Social Fabric
From the Bayeux tapestry’s insights into the Norman Conquest to Tracey Emin’s appliquéd memoirs, textiles often belie their soft appearance to explore some pretty hefty subjects.
A new exhibition opening in January, Social Fabric, will present a series of textile works and paintings that explore labour, capital, international trade and radical politics.
The show focuses on works from two artists, Sudhir Patwardhan and Alice Creischer, as well as extensive archive material including films,and recordings of mill workers’ testimonies.

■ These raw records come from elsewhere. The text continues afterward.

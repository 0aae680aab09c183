use crate::utils::error::Result;
use chrono::{DateTime, Utc};
use serde::{Deserialize, Serialize};

#[derive(Debug, Clone, Copy, PartialEq, Eq, Default, Serialize, Deserialize)]
#[serde(rename_all = "lowercase")]
#[cfg_attr(feature = "cli", derive(clap::ValueEnum))]
pub enum OutputFormat {
    #[default]
    Text,
    Json,
}

/// One demonstrated call: what was invoked, with which input, and what came back.
#[derive(Debug, Clone, Serialize, Deserialize)]
pub struct Evaluation {
    pub step: String,
    pub input: serde_json::Value,
    pub output: serde_json::Value,
    pub evaluated_at: DateTime<Utc>,
}

impl Evaluation {
    pub fn new(step: &str, input: serde_json::Value, output: serde_json::Value) -> Self {
        Self {
            step: step.to_string(),
            input,
            output,
            evaluated_at: Utc::now(),
        }
    }

    pub fn render_text(&self) -> String {
        match &self.output {
            serde_json::Value::String(s) => s.clone(),
            other => other.to_string(),
        }
    }
}

#[derive(Debug, Clone, Default, Serialize, Deserialize)]
pub struct TourReport {
    pub evaluations: Vec<Evaluation>,
}

impl TourReport {
    pub fn steps(&self) -> Vec<&str> {
        self.evaluations.iter().map(|e| e.step.as_str()).collect()
    }
}

/// Renders evaluations for printing. Text is one output per line; JSON is a
/// single object for one-off commands and an array when `as_list` is set.
pub fn render_evaluations(
    evaluations: &[Evaluation],
    format: OutputFormat,
    as_list: bool,
) -> Result<String> {
    let rendered = match (format, evaluations) {
        (OutputFormat::Text, _) => evaluations
            .iter()
            .map(Evaluation::render_text)
            .collect::<Vec<_>>()
            .join("\n"),
        (OutputFormat::Json, [single]) if !as_list => serde_json::to_string_pretty(single)?,
        (OutputFormat::Json, _) => serde_json::to_string_pretty(evaluations)?,
    };
    Ok(rendered)
}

Inspired by a trip to India, Creischer’s catchily-titled textile installation piece Apparatus for the Osmotic Compensation of the Pressure of Wealth during the Contemplation of Poverty examines the economic and social impact of European colonialism and subsequent globalisation.

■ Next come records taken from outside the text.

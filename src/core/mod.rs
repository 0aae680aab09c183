pub mod factorial;
pub mod helpers;
pub mod tour;

pub use crate::domain::model::{Evaluation, OutputFormat, TourReport};
pub use crate::domain::ports::ConfigProvider;
pub use crate::utils::error::Result;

Imagery across the textile aims to ‘track the threads that connect cycles of investment, disinvestment and decline’, according to exhibition organisers.
Sudhir Patwardhan’s painting, Lower Parel, present’s Mumbai’s ‘Girangaon’ (mill village), the place where the cotton mills that catalysed the Indian industrial revolution in the 1970s were built.
The painting examines the area following many mills’ closure in the early 1980s, characterised by defunct factories and a new urban order of luxury apartments jostling for space with struggling ex-millworks.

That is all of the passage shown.